> **What is required**: When the line with "directory if needed." is reached, include it and stop; before that, copy each line of the listing exactly from the first.

> **The data**:
//! On-disk wallet records, one JSON file per wallet id.
//!
//! Reads and writes on the same id are serialized by a per-id mutex so two
//! concurrent saves cannot interleave their read-modify-write. Writes go to
//! a temporary file in the same directory and are renamed into place, so a
//! crash never leaves a half-written record.

use dashmap::DashMap;
use parking_lot::Mutex;
use std::fs;
use std::io::{ErrorKind, Write};
use std::path::{Path, PathBuf};
use std::sync::Arc;
use tracing::{debug, info};

use crate::encryption::WalletRecord;
use crate::error::WalletError;

/// Longest accepted wallet id.
pub const MAX_WALLET_ID_LEN: usize = 64;

/// Check that `id` matches `[A-Za-z0-9_-]{1,64}`.
///
/// This keeps ids usable as file names without path traversal.
pub fn validate_wallet_id(id: &str) -> Result<(), WalletError> {
    let ok = !id.is_empty()
        && id.len() <= MAX_WALLET_ID_LEN
        && id
            .bytes()
            .all(|b| b.is_ascii_alphanumeric() || b == b'_' || b == b'-');
    if ok {
        Ok(())
    } else {
        Err(WalletError::InvalidWalletId(id.chars().take(80).collect()))
    }
}

/// Directory-backed store of [`WalletRecord`]s.
#[derive(Debug)]
pub struct WalletStore {
    dir: PathBuf,
    locks: DashMap<String, Arc<Mutex<()>>>,
}

impl WalletStore {
    /// Open a store rooted at `dir`, creating the directory if needed.
    pub fn open(dir: impl Into<PathBuf>) -> Result<Self, WalletError> {
        let dir = dir.into();
        fs::create_dir_all(&dir)?;
        debug!(dir = %dir.display(), "store: opened");
        Ok(Self {
            dir,
            locks: DashMap::new(),
        })
    }

    pub fn dir(&self) -> &Path {
        &self.dir
    }

    /// File holding the record for `id`.
    pub fn path_for(&self, id: &str) -> Result<PathBuf, WalletError> {
        validate_wallet_id(id)?;
        Ok(self.dir.join(format!("{id}.json")))
    }

    /// Run `f` while holding the lock for `id`.
    ///
    /// The lock entry is dropped again once no other caller holds it, so the
    /// map only carries ids with an operation in flight.
    fn with_lock<T>(&self, id: &str, f: impl FnOnce() -> T) -> T {
        let lock = self
            .locks
            .entry(id.to_string())
            .or_insert_with(|| Arc::new(Mutex::new(())))
            .clone();
        let out = {
            let _guard = lock.lock();
            f()
        };
        drop(lock);
        self.locks.remove_if(id, |_, l| Arc::strong_count(l) == 1);
        out
    }

    /// Whether a record exists for `id`.
    pub fn exists(&self, id: &str) -> Result<bool, WalletError> {
        Ok(self.path_for(id)?.is_file())
    }

    /// Load the record for `id`.
    pub fn load(&self, id: &str) -> Result<WalletRecord, WalletError> {
        let path = self.path_for(id)?;
        self.with_lock(id, || read_record(id, &path))
    }

    /// Store `record` under `id`.
    ///
    /// Fails with [`WalletError::WalletExists`] if a record is already
    /// present and `overwrite` is false.
    pub fn save(&self, id: &str, record: &WalletRecord, overwrite: bool) -> Result<(), WalletError> {
        self.update(id, |existing| {
            if existing.is_some() && !overwrite {
                return Err(WalletError::WalletExists(id.to_string()));
            }
            Ok(record.clone())
        })
        .map(|_| ())
    }

    /// Read-modify-write the record for `id` while holding its lock.
    ///
    /// `f` receives the current record (if any) and returns the record to
    /// write. Nothing is written when `f` fails.
    pub fn update<F>(&self, id: &str, f: F) -> Result<WalletRecord, WalletError>
    where
        F: FnOnce(Option<WalletRecord>) -> Result<WalletRecord, WalletError>,
    {
        let path = self.path_for(id)?;
        self.with_lock(id, || {
            let existing = match read_record(id, &path) {
                Ok(record) => Some(record),
                Err(WalletError::WalletNotFound(_)) => None,
                Err(e) => return Err(e),
            };
            let replaced = existing.is_some();
            let record = f(existing)?;
            write_atomic(&path, &record)?;
            info!(wallet_id = id, replaced, "store: wallet record written");
            Ok(record)
        })
    }
}

fn read_record(id: &str, path: &Path) -> Result<WalletRecord, WalletError> {
    let data = match fs::read(path) {
        Ok(data) => data,
        Err(e) if e.kind() == ErrorKind::NotFound => {
            return Err(WalletError::WalletNotFound(id.to_string()));
        }
        Err(e) => return Err(e.into()),
    };
    serde_json::from_slice(&data).map_err(|e| WalletError::CorruptedFile(format!("{id}: {e}")))
}

fn write_atomic(path: &Path, record: &WalletRecord) -> Result<(), WalletError> {
    let json = serde_json::to_vec_pretty(record)
        .map_err(|e| WalletError::Serialization(e.to_string()))?;
    let tmp = path.with_extension("json.tmp");
    // A leftover from a crash may carry wider permissions; start fresh.
    match fs::remove_file(&tmp) {
        Ok(()) => {}
        Err(e) if e.kind() == ErrorKind::NotFound => {}
        Err(e) => return Err(e.into()),
    }
    let mut options = fs::OpenOptions::new();
    options.write(true).create_new(true);
    #[cfg(unix)]
    {
        use std::os::unix::fs::OpenOptionsExt;
        options.mode(0o600);
    }
    {
        let mut file = options.open(&tmp)?;
        file.write_all(&json)?;
        file.sync_all()?;
    }
    if let Err(e) = fs::rename(&tmp, path) {
        let _ = fs::remove_file(&tmp);
        return Err(e.into());
    }
    Ok(())
}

> **Final answer**:
//! On-disk wallet records, one JSON file per wallet id.
//!
//! Reads and writes on the same id are serialized by a per-id mutex so two
//! concurrent saves cannot interleave their read-modify-write. Writes go to
//! a temporary file in the same directory and are renamed into place, so a
//! crash never leaves a half-written record.

use dashmap::DashMap;
use parking_lot::Mutex;
use std::fs;
use std::io::{ErrorKind, Write};
use std::path::{Path, PathBuf};
use std::sync::Arc;
use tracing::{debug, info};

use crate::encryption::WalletRecord;
use crate::error::WalletError;

/// Longest accepted wallet id.
pub const MAX_WALLET_ID_LEN: usize = 64;

/// Check that `id` matches `[A-Za-z0-9_-]{1,64}`.
///
/// This keeps ids usable as file names without path traversal.
pub fn validate_wallet_id(id: &str) -> Result<(), WalletError> {
    let ok = !id.is_empty()
        && id.len() <= MAX_WALLET_ID_LEN
        && id
            .bytes()
            .all(|b| b.is_ascii_alphanumeric() || b == b'_' || b == b'-');
    if ok {
        Ok(())
    } else {
        Err(WalletError::InvalidWalletId(id.chars().take(80).collect()))
    }
}

/// Directory-backed store of [`WalletRecord`]s.
#[derive(Debug)]
pub struct WalletStore {
    dir: PathBuf,
    locks: DashMap<String, Arc<Mutex<()>>>,
}

impl WalletStore {
    /// Open a store rooted at `dir`, creating the directory if needed.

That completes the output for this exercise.